• Activity:
All that is needed is every line of the listing below that has "snapshot".

• Data for analysis:
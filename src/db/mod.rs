//! Document store on SQLite.
//!
//! Records keep the loose shape the storefront has always written: each one is
//! a JSON object stored verbatim, next to server-managed timestamps and a
//! version used for optimistic concurrency.

mod repository;
mod seed;

pub use repository::*;
pub use seed::seed_demo_catalog;

use sqlx::sqlite::{SqliteConnectOptions, SqlitePool, SqlitePoolOptions};
use std::path::Path;
use std::str::FromStr;

/// Initialize the database connection pool and run migrations.
pub async fn init_database(db_path: &Path) -> Result<SqlitePool, sqlx::Error> {
    if let Some(parent) = db_path.parent() {
        tokio::fs::create_dir_all(parent).await.ok();
    }

    let db_url = format!("sqlite:{}?mode=rwc", db_path.display());

    let options = SqliteConnectOptions::from_str(&db_url)?
        .create_if_missing(true)
        .journal_mode(sqlx::sqlite::SqliteJournalMode::Wal)
        .synchronous(sqlx::sqlite::SqliteSynchronous::Normal)
        .busy_timeout(std::time::Duration::from_secs(30));

    let pool = SqlitePoolOptions::new()
        .max_connections(5)
        .connect_with(options)
        .await?;

    run_migrations(&pool).await?;

    Ok(pool)
}

async fn run_migrations(pool: &SqlitePool) -> Result<(), sqlx::Error> {
    sqlx::query(
        r#"
        CREATE TABLE IF NOT EXISTS meta (
            id INTEGER PRIMARY KEY CHECK (id = 1),
            schema_version INTEGER NOT NULL DEFAULT 1,
            revision_id INTEGER NOT NULL DEFAULT 0,
            generated_at TEXT NOT NULL DEFAULT (datetime('now'))
        );

        INSERT OR IGNORE INTO meta (id, schema_version, revision_id, generated_at)
        VALUES (1, 1, 0, datetime('now'));
        "#,
    )
    .execute(pool)
    .await?;

    sqlx::query(
        r#"
        CREATE TABLE IF NOT EXISTS documents (
            collection TEXT NOT NULL,
            id TEXT NOT NULL,
            data TEXT NOT NULL,
            created_at TEXT NOT NULL,
            updated_at TEXT NOT NULL,
            version INTEGER NOT NULL DEFAULT 1,
            PRIMARY KEY (collection, id)
        );
        "#,
    )
    .execute(pool)
    .await?;

    sqlx::query(
        r#"
        CREATE INDEX IF NOT EXISTS idx_documents_created ON documents(collection, created_at);
        "#,
    )
    .execute(pool)
    .await?;

    Ok(())
}
//! Admin snapshot of the whole store.

use axum::extract::State;

use super::{error, success, ApiResult};
use crate::models::{Datastore, RevisionInfo};
use crate::AppState;

/// GET /api/admin/datastore - Every collection, normalised, at one revision.
pub async fn get_datastore(State(state): State<AppState>) -> ApiResult<Datastore> {
    match state.repo.get_datastore().await {
        Ok(snapshot) => {
            let revision_id = snapshot.revision_id;
            tracing::debug!(
                products = snapshot.products.len(),
                kits = snapshot.kits.len(),
                quotes = snapshot.quotes.len(),
                messages = snapshot.messages.len(),
                "datastore snapshot"
            );
            success(snapshot, revision_id)
        }
        Err(e) => error(e, 0),
    }
}

/// GET /api/admin/datastore/revision - Cheap change polling for the console.
pub async fn get_revision(State(state): State<AppState>) -> ApiResult<RevisionInfo> {
    match state.repo.get_revision_info().await {
        Ok(info) => {
            let revision_id = info.revision_id;
            success(info, revision_id)
        }
        Err(e) => error(e, 0),
    }
}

• Exercise result:
//! Admin snapshot of the whole store.
        Ok(snapshot) => {
            let revision_id = snapshot.revision_id;
                products = snapshot.products.len(),
                kits = snapshot.kits.len(),
                quotes = snapshot.quotes.len(),
                messages = snapshot.messages.len(),
                "datastore snapshot"
            success(snapshot, revision_id)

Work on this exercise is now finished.